* GOAL OF THE EXERCISE
Your answer should consist solely of the lines from the first line of the data through the line with "fn camera(scale: f64, offset_x: f64, offset_y: f64)", each reproduced exactly.

** Opening DATASET RECORDS block **

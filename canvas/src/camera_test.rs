#![allow(clippy::clone_on_copy, clippy::float_cmp)]

use super::*;

const EPSILON: f64 = 1e-9;

fn approx_eq(a: f64, b: f64) -> bool {
    (a - b).abs() < EPSILON
}

fn point_approx_eq(a: Point, b: Point) -> bool {
    approx_eq(a.x, b.x) && approx_eq(a.y, b.y)
}

fn camera(scale: f64, offset_x: f64, offset_y: f64) -> Camera {
    Camera { scale, offset_x, offset_y, ..Camera::new(800.0, 600.0) }
}

// --- Point ---

#[test]
fn point_new() {
    let p = Point::new(3.0, 4.0);
    assert_eq!(p.x, 3.0);
    assert_eq!(p.y, 4.0);
}

#[test]
fn point_distance() {
    assert!(approx_eq(Point::new(0.0, 0.0).distance(Point::new(3.0, 4.0)), 5.0));
}

#[test]
fn point_midpoint() {
    let m = Point::new(0.0, 10.0).midpoint(Point::new(20.0, 30.0));
    assert!(point_approx_eq(m, Point::new(10.0, 20.0)));
}

// --- ScaleLimits ---

#[test]
fn limits_default_matches_consts() {
    let l = ScaleLimits::default();
    assert_eq!(l.min, SCALE_MIN);
    assert_eq!(l.max, SCALE_MAX);
}

#[test]
fn limits_clamp() {
    let l = ScaleLimits { min: 0.5, max: 20.0 };
    assert_eq!(l.clamp(0.1), 0.5);
    assert_eq!(l.clamp(30.0), 20.0);
    assert_eq!(l.clamp(3.0), 3.0);
}

// --- Camera defaults ---

#[test]
fn camera_default_is_identity() {
    let cam = Camera::default();
    assert_eq!(cam.scale, 1.0);
    assert_eq!(cam.offset_x, 0.0);
    assert_eq!(cam.offset_y, 0.0);
    assert!(cam.is_identity());
}

#[test]
fn camera_with_limits_clamps_scale() {
    let cam = Camera::new(100.0, 100.0).with_limits(ScaleLimits { min: 2.0, max: 4.0 });
    assert_eq!(cam.scale, 2.0);
}

#[test]
fn limits_validity() {
    assert!(ScaleLimits::default().is_valid());
    assert!(ScaleLimits { min: 3.0, max: 3.0 }.is_valid());
    assert!(!ScaleLimits { min: 5.0, max: 1.0 }.is_valid());
    assert!(!ScaleLimits { min: 0.0, max: 1.0 }.is_valid());
    assert!(!ScaleLimits { min: -1.0, max: 1.0 }.is_valid());
    assert!(!ScaleLimits { min: 0.5, max: f64::INFINITY }.is_valid());
    assert!(!ScaleLimits { min: f64::NAN, max: 1.0 }.is_valid());
}

#[test]
fn limits_clamp_with_inverted_bounds_does_not_panic() {
    let l = ScaleLimits { min: 5.0, max: 1.0 };
    assert_eq!(l.clamp(3.0), 1.0);
}

#[test]
fn camera_with_limits_ignores_invalid_limits() {
    let inverted = Camera::new(100.0, 100.0).with_limits(ScaleLimits { min: 5.0, max: 1.0 });
    assert_eq!(inverted.limits, ScaleLimits::default());
    assert_eq!(inverted.scale, 1.0);

    let zero = Camera::new(100.0, 100.0).with_limits(ScaleLimits { min: 0.0, max: 4.0 });
    assert_eq!(zero.limits, ScaleLimits::default());
}

#[test]
fn zoom_never_collapses_scale_to_zero() {
    // Limits written directly, bypassing with_limits.
    let mut cam = Camera { limits: ScaleLimits { min: 0.0, max: 4.0 }, ..camera(1.0, 0.0, 0.0) };
    assert!(!cam.zoom_to(Point::new(100.0, 100.0), 0.0));
    assert!(!cam.zoom_to(Point::new(100.0, 100.0), -3.0));
    assert_eq!(cam.scale, 1.0);
    assert!(cam.zoom_at(Point::new(100.0, 100.0), 2.0));
    assert_eq!(cam.scale, 2.0);
}

// --- project / unproject ---

#[test]
fn project_origin_is_viewport_center() {
    let cam = Camera::new(800.0, 600.0);
    assert!(point_approx_eq(cam.project(Point::new(0.0, 0.0)), Point::new(400.0, 300.0)));
}

#[test]
fn project_applies_scale_then_offset() {
    let cam = camera(2.0, 10.0, -5.0);
    let s = cam.project(Point::new(10.0, 20.0));
    // 400 + 10*2 + 10 = 430, 300 + 20*2 - 5 = 335
    assert!(point_approx_eq(s, Point::new(430.0, 335.0)));
}

#[test]
fn unproject_inverts_project() {
    let cam = camera(3.5, -42.0, 17.0);
    let base = Point::new(-12.5, 99.0);
    assert!(point_approx_eq(cam.unproject(cam.project(base)), base));
}

// --- zoom_at ---

#[test]
fn zoom_at_keeps_anchor_fixed() {
    let mut cam = camera(1.0, 0.0, 0.0);
    let anchor = Point::new(620.0, 110.0);
    let before = cam.unproject(anchor);

    assert!(cam.zoom_at(anchor, 2.5));

    assert!(approx_eq(cam.scale, 2.5));
    assert!(point_approx_eq(cam.project(before), anchor));
}

#[test]
fn zoom_at_keeps_anchor_fixed_with_existing_offset() {
    let mut cam = camera(4.0, 120.0, -80.0);
    let anchor = Point::new(37.0, 512.0);
    let before = cam.unproject(anchor);

    assert!(cam.zoom_at(anchor, 0.6));

    assert!(point_approx_eq(cam.project(before), anchor));
}

#[test]
fn zoom_at_anchor_invariant_across_factor_range() {
    for factor in [0.5, 0.75, 1.3, 2.0, 10.0, 20.0] {
        let mut cam = camera(1.0, 25.0, 40.0);
        let anchor = Point::new(100.0, 450.0);
        let before = cam.unproject(anchor);
        cam.zoom_at(anchor, factor);
        assert!(point_approx_eq(cam.project(before), anchor), "factor {factor}");
    }
}

#[test]
fn zoom_at_viewport_center_keeps_offset_zero() {
    let mut cam = camera(1.0, 0.0, 0.0);
    cam.zoom_at(Point::new(400.0, 300.0), 3.0);
    assert!(approx_eq(cam.offset_x, 0.0));
    assert!(approx_eq(cam.offset_y, 0.0));
}

#[test]
fn zoom_at_clamps_to_max() {
    let mut cam = camera(15.0, 0.0, 0.0);
    let anchor = Point::new(10.0, 10.0);
    let before = cam.unproject(anchor);
    assert!(cam.zoom_at(anchor, 10.0));
    assert_eq!(cam.scale, SCALE_MAX);
    assert!(point_approx_eq(cam.project(before), anchor));
}

#[test]
fn zoom_at_clamps_to_min() {
    let mut cam = camera(0.6, 0.0, 0.0);
    cam.zoom_at(Point::new(10.0, 10.0), 0.01);
    assert_eq!(cam.scale, SCALE_MIN);
}

#[test]
fn zoom_at_limit_is_noop() {
    let mut cam = camera(SCALE_MAX, 5.0, 6.0);
    assert!(!cam.zoom_at(Point::new(10.0, 10.0), 2.0));
    assert_eq!(cam.scale, SCALE_MAX);
    assert_eq!(cam.offset_x, 5.0);
    assert_eq!(cam.offset_y, 6.0);
}

#[test]
fn zoom_at_rejects_bad_factor() {
    let mut cam = camera(1.0, 0.0, 0.0);
    assert!(!cam.zoom_at(Point::new(0.0, 0.0), 0.0));
    assert!(!cam.zoom_at(Point::new(0.0, 0.0), -2.0));
    assert!(!cam.zoom_at(Point::new(0.0, 0.0), f64::NAN));
    assert!(!cam.zoom_at(Point::new(0.0, 0.0), f64::INFINITY));
    assert_eq!(cam.scale, 1.0);
}

#[test]
fn zoom_at_identical_inputs_give_identical_state() {
    let mut a = camera(1.0, 3.0, 4.0);
    let mut b = a.clone();
    a.zoom_at(Point::new(50.0, 60.0), 1.5);
    b.zoom_at(Point::new(50.0, 60.0), 1.5);
    assert_eq!(a.scale, b.scale);
    assert_eq!(a.offset_x, b.offset_x);
    assert_eq!(a.offset_y, b.offset_y);
}

// --- zoom_to ---

#[test]
fn zoom_to_sets_absolute_scale() {
    let mut cam = camera(2.0, 0.0, 0.0);
    let anchor = Point::new(200.0, 200.0);
    let before = cam.unproject(anchor);
    assert!(cam.zoom_to(anchor, 5.0));
    assert!(approx_eq(cam.scale, 5.0));
    assert!(point_approx_eq(cam.project(before), anchor));
}

#[test]
fn zoom_to_same_scale_is_noop() {
    let mut cam = camera(2.0, 1.0, 1.0);
    assert!(!cam.zoom_to(Point::new(0.0, 0.0), 2.0));
}

// --- pan_by ---

#[test]
fn pan_by_accumulates() {
    let mut cam = camera(1.0, 0.0, 0.0);
    cam.pan_by(5.0, -3.0);
    cam.pan_by(2.0, 10.0);
    assert_eq!(cam.offset_x, 7.0);
    assert_eq!(cam.offset_y, 7.0);
}

#[test]
fn pan_shifts_projection_by_screen_pixels() {
    let mut cam = camera(3.0, 0.0, 0.0);
    let base = Point::new(10.0, 10.0);
    let before = cam.project(base);
    cam.pan_by(12.0, -4.0);
    let after = cam.project(base);
    assert!(approx_eq(after.x - before.x, 12.0));
    assert!(approx_eq(after.y - before.y, -4.0));
}

// --- map_screen ---

#[test]
fn map_screen_with_unit_factor_is_pan() {
    let mut cam = camera(2.0, 5.0, 6.0);
    cam.map_screen(1.0, 7.0, -3.0);
    assert_eq!(cam.scale, 2.0);
    assert_eq!(cam.offset_x, 12.0);
    assert_eq!(cam.offset_y, 3.0);
}

#[test]
fn map_screen_about_anchor_matches_zoom_at() {
    let anchor = Point::new(130.0, 410.0);
    let f = 1.75;
    let mut mapped = camera(1.5, -20.0, 8.0);
    let mut zoomed = mapped.clone();
    mapped.map_screen(f, anchor.x * (1.0 - f), anchor.y * (1.0 - f));
    zoomed.zoom_at(anchor, f);
    assert!(approx_eq(mapped.scale, zoomed.scale));
    assert!(approx_eq(mapped.offset_x, zoomed.offset_x));
    assert!(approx_eq(mapped.offset_y, zoomed.offset_y));
}

#[test]
fn map_screen_rejects_bad_factor() {
    let mut cam = camera(2.0, 1.0, 1.0);
    cam.map_screen(0.0, 5.0, 5.0);
    cam.map_screen(f64::NAN, 5.0, 5.0);
    assert_eq!(cam.scale, 2.0);
    assert_eq!(cam.offset_x, 1.0);
}

// --- reset ---

#[test]
fn reset_restores_identity() {
    let mut cam = camera(7.0, 30.0, -20.0);
    cam.reset();
    assert!(cam.is_identity());
}

#[test]
fn reset_then_project_matches_unit_projection() {
    let mut cam = camera(7.0, 30.0, -20.0);
    cam.reset();
    let fresh = Camera::new(800.0, 600.0);
    let base = Point::new(-33.0, 21.0);
    assert!(point_approx_eq(cam.project(base), fresh.project(base)));
}

#[test]
fn reset_offset_keeps_scale() {
    let mut cam = camera(4.0, 30.0, -20.0);
    cam.reset_offset();
    assert_eq!(cam.scale, 4.0);
    assert_eq!(cam.offset_x, 0.0);
    assert_eq!(cam.offset_y, 0.0);
    assert!(!cam.is_identity());
}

** Closing DATASET RECORDS block **

* RESPONSE BELOW
filename canvas/src/camera_test.rs
#![allow(clippy::clone_on_copy, clippy::float_cmp)]

use super::*;

const EPSILON: f64 = 1e-9;

fn approx_eq(a: f64, b: f64) -> bool {
    (a - b).abs() < EPSILON
}

fn point_approx_eq(a: Point, b: Point) -> bool {
    approx_eq(a.x, b.x) && approx_eq(a.y, b.y)
}

fn camera(scale: f64, offset_x: f64, offset_y: f64) -> Camera {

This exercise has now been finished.